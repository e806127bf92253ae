//! Dispatcher applying `Action` to an `EditorModel`.
//!
//! Sub-modules:
//! * `selection` - building the range for a yank over pending caret selections
//!
//! `dispatch` selects the requested register (if any), splits the model into its
//! buffer and caret halves, and runs the matching engine entry point. Register
//! selection errors fail the action before any caret or register changes.

use crate::{Action, MotionResolver, YankEngine, YankTarget};
use core_model::EditorModel;
use tracing::{debug, warn};

mod selection;

pub use selection::selection_range;

/// Result of dispatching a single `Action`.
#[derive(Debug, Clone, Copy, PartialEq, Eq)]
pub struct DispatchResult {
    pub success: bool,
    /// Caret offsets or caret count differ from before the action.
    pub carets_changed: bool,
}

impl DispatchResult {
    pub fn failed() -> Self {
        Self {
            success: false,
            carets_changed: false,
        }
    }
    pub fn completed(success: bool, carets_changed: bool) -> Self {
        Self {
            success,
            carets_changed,
        }
    }
}

/// Apply an action to the model, routing yanks through `engine`.
pub fn dispatch(
    action: Action,
    model: &mut EditorModel,
    engine: &mut YankEngine,
    resolver: &dyn MotionResolver,
) -> DispatchResult {
    match action {
        Action::Yank { target, register } => {
            if let Some(name) = register
                && let Err(e) = engine.select_register(name)
            {
                warn!(target: "actions.dispatch", register = %name, error = %e, "register_select_failed");
                return DispatchResult::failed();
            }
            let before = model.carets().offsets();
            let (text, carets) = model.split_text_and_carets();
            let success = match target {
                YankTarget::Motion { motion, count } => {
                    engine.yank_motion(text, carets, resolver, motion, count)
                }
                YankTarget::Lines { count } => engine.yank_line(text, carets, count),
                YankTarget::Selection { kind } => match selection_range(text, carets, kind) {
                    Some(range) => {
                        let ok = engine.yank_range(text, carets, &range, kind, true);
                        carets.clear_selections();
                        ok
                    }
                    None => {
                        debug!(target: "actions.dispatch", "selection_missing");
                        false
                    }
                },
            };
            let carets_changed = model.carets().offsets() != before;
            debug!(
                target: "actions.dispatch",
                ?target,
                success,
                carets_changed,
                "yank_dispatched"
            );
            DispatchResult::completed(success, carets_changed)
        }
    }
}
//! Configuration loading and parsing.
//!
//! Parses `multiyank.toml` (or an override path provided by the binary):
//!
//! ```toml
//! [registers]
//! default = "\""
//!
//! [yank]
//! exclude_empty_caret_ranges = true
//! ```
//!
//! Unknown fields are ignored so the file can evolve ahead of the binary. A missing
//! file or a parse error falls back to defaults; the parse error is logged.

use anyhow::Result;
use serde::Deserialize;
use std::{fs, path::PathBuf};
use tracing::{info, warn};

mod session;
pub use session::{
    SESSION_FILE_NAME, SessionError, SessionState, discover_session, load_session, save_session,
};

pub const CONFIG_FILE_NAME: &str = "multiyank.toml";

#[derive(Debug, Deserialize, Clone, PartialEq, Eq)]
pub struct RegistersConfig {
    /// Register receiving commits when no register was selected.
    #[serde(default = "RegistersConfig::default_register")]
    pub default: char,
}

impl Default for RegistersConfig {
    fn default() -> Self {
        Self {
            default: Self::default_register(),
        }
    }
}

impl RegistersConfig {
    const fn default_register() -> char {
        '"'
    }
}

#[derive(Debug, Deserialize, Clone, PartialEq, Eq)]
pub struct YankConfig {
    /// Drop per-caret motion results of zero length before aggregation.
    #[serde(default = "YankConfig::default_exclude_empty")]
    pub exclude_empty_caret_ranges: bool,
}

impl Default for YankConfig {
    fn default() -> Self {
        Self {
            exclude_empty_caret_ranges: Self::default_exclude_empty(),
        }
    }
}

impl YankConfig {
    const fn default_exclude_empty() -> bool {
        true
    }
}

#[derive(Debug, Deserialize, Default, Clone, PartialEq, Eq)]
pub struct ConfigFile {
    #[serde(default)]
    pub registers: RegistersConfig,
    #[serde(default)]
    pub yank: YankConfig,
}

#[derive(Debug, Clone, Default)]
pub struct Config {
    pub raw: Option<String>, // original file string (optional)
    pub path: Option<PathBuf>,
    pub file: ConfigFile,
}

/// Best-effort config path: local working directory first, then the platform config dir.
pub fn discover() -> PathBuf {
    let local = PathBuf::from(CONFIG_FILE_NAME);
    if local.exists() {
        return local;
    }
    if let Some(dir) = dirs::config_dir() {
        return dir.join("multiyank").join(CONFIG_FILE_NAME);
    }
    PathBuf::from(CONFIG_FILE_NAME)
}

pub fn load_from(path: Option<PathBuf>) -> Result<Config> {
    let path = path.unwrap_or_else(discover);
    let Ok(content) = fs::read_to_string(&path) else {
        info!(target: "config", path = %path.display(), "config_missing_using_defaults");
        return Ok(Config::default());
    };
    match toml::from_str::<ConfigFile>(&content) {
        Ok(file) => {
            info!(
                target: "config",
                path = %path.display(),
                default_register = %file.registers.default,
                exclude_empty_caret_ranges = file.yank.exclude_empty_caret_ranges,
                "config_loaded"
            );
            Ok(Config {
                raw: Some(content),
                path: Some(path),
                file,
            })
        }
        Err(e) => {
            warn!(target: "config", path = %path.display(), error = %e, "config_parse_failed");
            Ok(Config::default())
        }
    }
}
:::::
» Exercise directions: Which of the lines in the listing above include "RegistersConfig"? Report each of them.

» Problem solution:
pub struct RegistersConfig {
    #[serde(default = "RegistersConfig::default_register")]
impl Default for RegistersConfig {
impl RegistersConfig {
    pub registers: RegistersConfig,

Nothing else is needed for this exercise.